Selection of antibodies that regulate phenotype from intracellular combinatorial antibody libraries

• Published in: Proceedings of the National Academy of Sciences - PNAS Vol. 109; no. 39; pp. 15728 - 15733
• Main Authors: Zhang, Hongkai, Wilson, Ian A, Lerner, Richard A
• Format: Journal Article
• Language: English
• Published: United States National Academy of Sciences 25.09.2012; National Acad Sciences
• Subjects: Agonists; Antibodies; antibody specificity; Antibody Specificity - genetics; Bacteriophages; Binding sites; Binding Sites, Antibody - genetics; Binding Sites, Antibody - immunology; Biological Sciences; Cell growth; Cells; Dimers; energy; Epics; erythropoietin; Erythropoietin - genetics; Erythropoietin - immunology; Gene expression; Gene Library; Genotype & phenotype; HEK293 Cells; Humans; Lentivirus; Libraries; Molecules; ontogeny; phenotype; Proteins; Receptors; Single-Chain Antibodies - genetics; Single-Chain Antibodies - immunology; Stem cells
• ISSN: 0027-8424; 1091-6490; 1091-6490
• DOI: 10.1073/pnas.1214275109

A method is presented that uses combinatorial antibody libraries to endow cells with new binding energy landscapes for the purpose of regulating their phenotypes.

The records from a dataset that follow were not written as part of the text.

/*
    asdatool

    Copyright 2024 Daniel Balsom

    Permission is hereby granted, free of charge, to any person obtaining a
    copy of this software and associated documentation files (the “Software”),
    to deal in the Software without restriction, including without limitation
    the rights to use, copy, modify, merge, publish, distribute, sublicense,
    and/or sell copies of the Software, and to permit persons to whom the
    Software is furnished to do so, subject to the following conditions:

    The above copyright notice and this permission notice shall be included in
    all copies or substantial portions of the Software.

    THE SOFTWARE IS PROVIDED “AS IS”, WITHOUT WARRANTY OF ANY KIND, EXPRESS OR
    IMPLIED, INCLUDING BUT NOT LIMITED TO THE WARRANTIES OF MERCHANTABILITY,
    FITNESS FOR A PARTICULAR PURPOSE AND NONINFRINGEMENT. IN NO EVENT SHALL THE
    AUTHORS OR COPYRIGHT HOLDERS BE LIABLE FOR ANY CLAIM, DAMAGES OR OTHER
    LIABILITY, WHETHER IN AN ACTION OF CONTRACT, TORT OR OTHERWISE, ARISING
    FROM, OUT OF OR IN CONNECTION WITH THE SOFTWARE OR THE USE OR OTHER
    DEALINGS IN THE SOFTWARE.

    --------------------------------------------------------------------------
*/
pub mod args;

use crate::{args::GlobalOptions, read_file};
use anyhow::{bail, Error};
use asdapar::ParamFile;

pub(crate) fn run(global: &GlobalOptions, params: &args::EncodeParams) -> Result<(), Error> {
    let buffer = read_file(&params.in_file)?;
    let json = String::from_utf8(buffer)?;

    let mut file = match ParamFile::from_json(&json) {
        Ok(file) => file,
        Err(e) => {
            bail!("Error reading JSON: {}", e);
        }
    };

    if params.rebuild_table {
        file.rebuild_section_table()?;
        log::debug!("Rebuilt section table with {} rows", file.section_table.len());
    }

    match file.save(&params.out_file) {
        Ok(_) => {
            if !global.silent {
                println!("Parameter file saved to {}", params.out_file.display());
            }
            Ok(())
        }
        Err(e) => {
            bail!("Error encoding parameter file: {}", e);
        }
    }
}
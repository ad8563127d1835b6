/*
    asdapar

    Copyright 2024 Daniel Balsom

    Permission is hereby granted, free of charge, to any person obtaining a
    copy of this software and associated documentation files (the “Software”),
    to deal in the Software without restriction, including without limitation
    the rights to use, copy, modify, merge, publish, distribute, sublicense,
    and/or sell copies of the Software, and to permit persons to whom the
    Software is furnished to do so, subject to the following conditions:

    The above copyright notice and this permission notice shall be included in
    all copies or substantial portions of the Software.

    THE SOFTWARE IS PROVIDED “AS IS”, WITHOUT WARRANTY OF ANY KIND, EXPRESS OR
    IMPLIED, INCLUDING BUT NOT LIMITED TO THE WARRANTIES OF MERCHANTABILITY,
    FITNESS FOR A PARTICULAR PURPOSE AND NONINFRINGEMENT. IN NO EVENT SHALL THE
    AUTHORS OR COPYRIGHT HOLDERS BE LIABLE FOR ANY CLAIM, DAMAGES OR OTHER
    LIABILITY, WHETHER IN AN ACTION OF CONTRACT, TORT OR OTHERWISE, ARISING
    FROM, OUT OF OR IN CONNECTION WITH THE SOFTWARE OR THE USE OR OTHER
    DEALINGS IN THE SOFTWARE.

    --------------------------------------------------------------------------

    src/sections/firmware.rs

    Section 0x0001: firmware version.

    The version and the subversion are each stored twice and must agree.
*/

use crate::{
    constants::Constant,
    cursor::{ByteCursor, ByteWriter},
    param_file::ParamFile,
    section::SectionType,
    sections::SectionCodec,
    DecodeError,
    EncodeError,
};

const TRAILING_ZEROS: usize = 100;

pub(crate) struct FirmwareVersionSection;

impl FirmwareVersionSection {
    fn read_pair(cursor: &mut ByteCursor, field: &'static str) -> Result<u32, DecodeError> {
        let offset = cursor.position();
        let first = cursor.read_u32()?;
        let second = cursor.read_u32()?;
        if first != second {
            return Err(DecodeError::FirmwareVersionMismatch {
                offset,
                field,
                first,
                second,
            });
        }
        Ok(first)
    }

    fn require(value: Option<u32>, field: &'static str) -> Result<u32, EncodeError> {
        value.ok_or(EncodeError::MissingField {
            section_type: Self::SECTION_TYPE.tag(),
            field,
        })
    }
}

impl SectionCodec for FirmwareVersionSection {
    const SECTION_TYPE: SectionType = SectionType::FirmwareVersion;

    fn decode(cursor: &mut ByteCursor, file: &mut ParamFile) -> Result<(), DecodeError> {
        Constant::FirmwareVersionPrefix.expect(cursor)?;
        let version = Self::read_pair(cursor, "firmware_version")?;
        Constant::FirmwareSubversionPrefix.expect(cursor)?;
        let subversion = Self::read_pair(cursor, "firmware_subversion")?;
        cursor.expect_zeros(TRAILING_ZEROS)?;

        log::debug!("Firmware version: {} subversion: {}", version, subversion);
        file.firmware_version = Some(version);
        file.firmware_subversion = Some(subversion);
        Ok(())
    }

    fn encode(file: &ParamFile, out: &mut ByteWriter) -> Result<(), EncodeError> {
        let version = Self::require(file.firmware_version, "firmware_version")?;
        let subversion = Self::require(file.firmware_subversion, "firmware_subversion")?;

        Constant::FirmwareVersionPrefix.emit(out);
        out.write_u32(version);
        out.write_u32(version);
        Constant::FirmwareSubversionPrefix.emit(out);
        out.write_u32(subversion);
        out.write_u32(subversion);
        out.write_zeros(TRAILING_ZEROS);
        Ok(())
    }
}
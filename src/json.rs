/*
    asdapar

    Copyright 2024 Daniel Balsom

    Permission is hereby granted, free of charge, to any person obtaining a
    copy of this software and associated documentation files (the “Software”),
    to deal in the Software without restriction, including without limitation
    the rights to use, copy, modify, merge, publish, distribute, sublicense,
    and/or sell copies of the Software, and to permit persons to whom the
    Software is furnished to do so, subject to the following conditions:

    The above copyright notice and this permission notice shall be included in
    all copies or substantial portions of the Software.

    THE SOFTWARE IS PROVIDED “AS IS”, WITHOUT WARRANTY OF ANY KIND, EXPRESS OR
    IMPLIED, INCLUDING BUT NOT LIMITED TO THE WARRANTIES OF MERCHANTABILITY,
    FITNESS FOR A PARTICULAR PURPOSE AND NONINFRINGEMENT. IN NO EVENT SHALL THE
    AUTHORS OR COPYRIGHT HOLDERS BE LIABLE FOR ANY CLAIM, DAMAGES OR OTHER
    LIABILITY, WHETHER IN AN ACTION OF CONTRACT, TORT OR OTHERWISE, ARISING
    FROM, OUT OF OR IN CONNECTION WITH THE SOFTWARE OR THE USE OR OTHER
    DEALINGS IN THE SOFTWARE.

    --------------------------------------------------------------------------

    src/json.rs

    Structured (JSON) representation of a parameter file.

    Parameters are keyed by their display name, ie. "P1-01", and hold the
    fields current, max, min, default and unit. Section table rows hold type,
    offset and length.
*/

use crate::{param_file::ParamFile, DecodeOptions, ParamFileError};

impl ParamFile {
    /// Serialize to pretty-printed JSON.
    pub fn to_json(&self) -> Result<String, ParamFileError> {
        Ok(serde_json::to_string_pretty(self)?)
    }

    pub fn from_json(json: &str) -> Result<ParamFile, ParamFileError> {
        Ok(serde_json::from_str(json)?)
    }
}

/// Decode a binary parameter file and render it as JSON.
pub fn par_to_json(bytes: &[u8], opts: &DecodeOptions) -> Result<String, ParamFileError> {
    ParamFile::from_bytes(bytes, opts)?.to_json()
}

/// Parse a JSON representation and encode it as a binary parameter file.
pub fn json_to_par(json: &str) -> Result<Vec<u8>, ParamFileError> {
    Ok(ParamFile::from_json(json)?.to_bytes()?)
}
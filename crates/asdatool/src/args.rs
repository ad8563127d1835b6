/*
    asdatool

    Copyright 2024 Daniel Balsom

    Permission is hereby granted, free of charge, to any person obtaining a
    copy of this software and associated documentation files (the “Software”),
    to deal in the Software without restriction, including without limitation
    the rights to use, copy, modify, merge, publish, distribute, sublicense,
    and/or sell copies of the Software, and to permit persons to whom the
    Software is furnished to do so, subject to the following conditions:

    The above copyright notice and this permission notice shall be included in
    all copies or substantial portions of the Software.

    THE SOFTWARE IS PROVIDED “AS IS”, WITHOUT WARRANTY OF ANY KIND, EXPRESS OR
    IMPLIED, INCLUDING BUT NOT LIMITED TO THE WARRANTIES OF MERCHANTABILITY,
    FITNESS FOR A PARTICULAR PURPOSE AND NONINFRINGEMENT. IN NO EVENT SHALL THE
    AUTHORS OR COPYRIGHT HOLDERS BE LIABLE FOR ANY CLAIM, DAMAGES OR OTHER
    LIABILITY, WHETHER IN AN ACTION OF CONTRACT, TORT OR OTHERWISE, ARISING
    FROM, OUT OF OR IN CONNECTION WITH THE SOFTWARE OR THE USE OR OTHER
    DEALINGS IN THE SOFTWARE.

    --------------------------------------------------------------------------
*/
use bpaf::*;
use std::{fmt::Display, path::PathBuf};

use crate::{
    decode::args::{decode_parser, DecodeParams},
    encode::args::{encode_parser, EncodeParams},
    info::args::{info_parser, InfoParams},
};

#[derive(Clone, Debug)]
pub enum Command {
    Version,
    Decode(DecodeParams),
    Encode(EncodeParams),
    Info(InfoParams),
}

impl Display for Command {
    fn fmt(&self, f: &mut std::fmt::Formatter<'_>) -> std::fmt::Result {
        match self {
            Command::Version => write!(f, "version"),
            Command::Decode(_) => write!(f, "decode"),
            Command::Encode(_) => write!(f, "encode"),
            Command::Info(_) => write!(f, "info"),
        }
    }
}

#[derive(Debug)]
pub struct AppParams {
    pub global: GlobalOptions,
    pub command: Command,
}

#[derive(Debug)]
pub struct GlobalOptions {
    pub silent: bool,
}

pub fn global_options_parser() -> impl Parser<GlobalOptions> {
    let silent = long("silent")
        .help("Suppress all output except required output")
        .switch();

    construct!(GlobalOptions { silent })
}

pub(crate) fn in_file_parser() -> impl Parser<PathBuf> {
    long("in_file")
        .short('i')
        .argument::<PathBuf>("IN_FILE")
        .help("Path to input file")
}

pub(crate) fn out_file_parser() -> impl Parser<PathBuf> {
    long("out_file")
        .short('o')
        .argument::<PathBuf>("OUT_FILE")
        .help("Path to output file")
}

pub(crate) fn command_parser() -> impl Parser<AppParams> {
    let global = global_options_parser();

    let version = pure(Command::Version)
        .to_options()
        .command("version")
        .help("Display version information and exit");

    let decode = construct!(Command::Decode(decode_parser()))
        .to_options()
        .command("decode")
        .help("Convert a parameter file into JSON");
    let encode = construct!(Command::Encode(encode_parser()))
        .to_options()
        .command("encode")
        .help("Convert JSON back into a parameter file");
    let info = construct!(Command::Info(info_parser()))
        .to_options()
        .command("info")
        .help("Display information about a parameter file");

    let command = construct!([version, decode, encode, info]);

    construct!(AppParams { global, command })
}
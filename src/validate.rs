/*
    asdapar

    Copyright 2024 Daniel Balsom

    Permission is hereby granted, free of charge, to any person obtaining a
    copy of this software and associated documentation files (the “Software”),
    to deal in the Software without restriction, including without limitation
    the rights to use, copy, modify, merge, publish, distribute, sublicense,
    and/or sell copies of the Software, and to permit persons to whom the
    Software is furnished to do so, subject to the following conditions:

    The above copyright notice and this permission notice shall be included in
    all copies or substantial portions of the Software.

    THE SOFTWARE IS PROVIDED “AS IS”, WITHOUT WARRANTY OF ANY KIND, EXPRESS OR
    IMPLIED, INCLUDING BUT NOT LIMITED TO THE WARRANTIES OF MERCHANTABILITY,
    FITNESS FOR A PARTICULAR PURPOSE AND NONINFRINGEMENT. IN NO EVENT SHALL THE
    AUTHORS OR COPYRIGHT HOLDERS BE LIABLE FOR ANY CLAIM, DAMAGES OR OTHER
    LIABILITY, WHETHER IN AN ACTION OF CONTRACT, TORT OR OTHERWISE, ARISING
    FROM, OUT OF OR IN CONNECTION WITH THE SOFTWARE OR THE USE OR OTHER
    DEALINGS IN THE SOFTWARE.

    --------------------------------------------------------------------------

    src/validate.rs

    Byte comparison of a reconstructed file against its source.
*/

use crate::{codec::ParamFileCodec, param_file::ParamFile, ParamFileError, RoundTripError};

pub struct RoundTripValidator;

impl RoundTripValidator {
    /// Fail if `reconstructed` is not byte-for-byte identical to `original`. A length difference
    /// is reported before any byte difference.
    pub fn assert_equal(original: &[u8], reconstructed: &[u8]) -> Result<(), RoundTripError> {
        if original.len() != reconstructed.len() {
            return Err(RoundTripError::LengthMismatch {
                expected: original.len(),
                actual: reconstructed.len(),
            });
        }

        match original.iter().zip(reconstructed).position(|(a, b)| a != b) {
            Some(offset) => Err(RoundTripError::ByteMismatch {
                offset,
                expected: original[offset],
                actual: reconstructed[offset],
            }),
            None => Ok(()),
        }
    }
}

/// Decode `bytes`, encode the result and check that it reproduces `bytes` exactly.
pub fn round_trip(bytes: &[u8]) -> Result<ParamFile, ParamFileError> {
    let file = ParamFileCodec::decode(bytes)?;
    let reconstructed = ParamFileCodec::encode(&file)?;
    RoundTripValidator::assert_equal(bytes, &reconstructed)?;
    Ok(file)
}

Antibodies that are expressed in cells infected with a lentiviral combinatorial antibody library are selected directly for function rather than only for binding. The potential diversity space can be very large because more than one lentivirus can infect a single cell. Thus, the initial combinatorial diversity of ∼1.0 × 10 ¹¹ members generated by the random association of antibody heavy and light chains is greatly increased by the reassortment of the antibody Fv domains themselves inside cells. The power of the system is illustrated by its ability to select unusual antibodies. Here, the selected antibodies are potent erythropoietin agonists whose ontogeny depends on recombination at the protein level of pairs of antibodies expressed in the same cell to generate heterodimeric bispecific antibodies. The obligate synergy between the different binding specificities of the antibody’s monomeric subunits appears to replicate the asymmetric binding mechanism of authentic erythropoietin.